However, wind flow by nature is intermittent. In order to ensure continuous power supply, suitable storage technology is used as backup. A storage system such as a battery bank may be used. In this thesis, the sustainability of a hybrid wind energy and battery system is investigated for meeting the requirements of a stand-alone dc load. A charge controller for battery bank based on turbine maximum power point tracking and battery state of charge is developed to ensure controlled charging and discharging of battery. The mechanical safety of the wind energy conversion system is assured by means of pitch control technique.

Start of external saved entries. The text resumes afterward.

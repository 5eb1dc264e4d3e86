//! Metis CLI entry point.

use clap::Parser;

use metis::cli::{commands, engine, handle_error, Cli, Commands};
use metis::infrastructure::logging::{LogConfig, LoggerImpl};

#[tokio::main]
async fn main() {
    let cli = Cli::parse();

    let mut config = match engine::load_config(cli.config.as_deref()) {
        Ok(config) => config,
        Err(err) => handle_error(err, cli.json),
    };
    if !cli.verbose {
        config.logging.level = "warn".to_string();
    }

    let _logger = match LoggerImpl::init(&LogConfig::from(&config.logging)) {
        Ok(logger) => logger,
        Err(err) => handle_error(err, cli.json),
    };

    let result = match cli.command {
        Commands::Status => commands::status::execute(&config, cli.json).await,
        Commands::Snapshot(args) => commands::snapshot::execute(args, &config, cli.json).await,
        Commands::Variant(args) => commands::variant::execute(args, &config, cli.json).await,
        Commands::Similarity(args) => commands::similarity::execute(args, &config, cli.json).await,
        Commands::Evolve(args) => commands::evolve::execute(args, &config, cli.json).await,
    };

    if let Err(err) = result {
        handle_error(err, cli.json);
    }
}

Both the control schemes are integrated and the efficiency is validated by testing it with various load and wind profiles in numerical computation software SCILAB.
The SCILAB model is intended to simulate the behavior of wind turbine using synchronous generators and control the wind electrical energy conversion processes. Rotational speed and torque become the controlled variables in wind energy and mechanical energy conversion process. Control scheme has been developed for switching DC-DC buck type converter. It is possible to predict the behaviour of the system by simulation using SCILAB-XCOS software.

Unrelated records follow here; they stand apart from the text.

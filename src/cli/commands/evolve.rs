//! `metis evolve`.
//!
//! Offline search scores candidates with the historical evaluator. A new
//! child starts from its nearest ancestor's learned value and is shifted by
//! the per-feature effects observed across the agent's other variants.

use anyhow::{Context, Result};
use clap::Args;
use serde::Serialize;
use std::sync::Arc;

use crate::cli::engine;
use crate::cli::output::{output, table, truncate, CommandOutput};
use crate::domain::models::{Config, TaskType};
use crate::services::{HistoricalEvaluator, SearchReport, VariantMutator};

#[derive(Args, Debug)]
pub struct EvolveArgs {
    /// Agent whose variants seed the population
    #[arg(short, long)]
    pub agent: String,

    /// Task type the candidates are scored on
    #[arg(short, long)]
    pub task_type: String,

    /// Number of generations
    #[arg(short, long, default_value = "5")]
    pub generations: usize,

    /// Promote the winner if it beats the incumbent by the configured margin
    #[arg(long)]
    pub promote: bool,
}

#[derive(Debug, Serialize)]
pub struct EvolveOutput {
    pub report: SearchReport,
    pub promoted: Option<String>,
}

impl CommandOutput for EvolveOutput {
    fn to_human(&self) -> String {
        let report = &self.report;
        let mut lines = vec![format!(
            "Searched {} generation(s) for {} on {}: {} candidate(s) evaluated",
            report.generations, report.agent_name, report.task_type, report.evaluated
        )];
        if let Some(incumbent) = &report.incumbent {
            lines.push(format!(
                "Incumbent: {} ({:.3})",
                incumbent.variant.variant_id, incumbent.fitness
            ));
        }

        let mut t = table(["Variant", "Origin", "Parents", "Fitness", "Trials"]);
        for c in &report.population {
            let parents: Vec<String> = c.variant.parents.iter().map(ToString::to_string).collect();
            t.add_row(vec![
                c.variant.variant_id.to_string(),
                c.variant.origin.as_str().to_string(),
                truncate(&parents.join(", "), 40),
                format!("{:.3}", c.fitness),
                c.trials.to_string(),
            ]);
        }
        lines.push(t.to_string());

        match &self.promoted {
            Some(id) => lines.push(format!("Promoted {id}")),
            None => lines.push("Nothing promoted".to_string()),
        }
        lines.join("\n")
    }
}

pub async fn execute(args: EvolveArgs, config: &Config, json_mode: bool) -> Result<()> {
    let coordinator = engine::open(config).await?;
    let evaluator = Arc::new(HistoricalEvaluator::new(
        Arc::clone(coordinator.store()),
        Arc::clone(coordinator.repository()),
    ));
    let mutator = VariantMutator::new(
        config.mutator.clone(),
        Arc::clone(coordinator.repository()),
        evaluator,
        coordinator.reward_calculator().clone(),
    );

    let report = mutator
        .evolutionary_search(&args.agent, &TaskType::new(&args.task_type), args.generations)
        .await
        .context("Evolutionary search failed")?;

    let mut promoted = None;
    if args.promote {
        if let Some(winner) = report.winner(config.mutator.promotion_margin) {
            mutator
                .promote(&winner.variant)
                .await
                .context("Failed to promote winner")?;
            promoted = Some(winner.variant.variant_id.to_string());
        }
    }

    output(&EvolveOutput { report, promoted }, json_mode);
    Ok(())
}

Wind Energy Conversion System (WECS) is one of the most versatile non-conventional resources of energy due to the ever-growing demand of electricity supply. Since wind is a natural source and its utility is based on the climatic variation, it is essential to tap this energy effectively for meeting the demand [1]. Due to the development of technology in the synchronous and asynchronous generators, it is possible to effectively employ these generators in WECS. The wind energy can be used for stand-alone load or connected to grid.
Nowadays, many stand-alone loads are powered by renewable energy [2][3]. With this interest on using wind energy technology for a stand-alone application, a great deal of research is being carried out for selecting a suitable generator for stand-alone WECS.
For optimizing the use of wind energy to a stand-alone or grid connected system, proper control strategy and energy monitoring scheme have to be developed. Since wind energy is intermittent, a hybrid system such as wind-battery system may be employed for effective utilization of wind energy.
Charge controller for battery bank based on turbine maximum power point tracking (MPPT) and battery state of charge is developed to ensure controlled charging and discharging of battery. Mechanical safety of WECS is assured by proposed pitch control technique. MPPT logic is used to operate at optimum tip–speed ratio (TSR).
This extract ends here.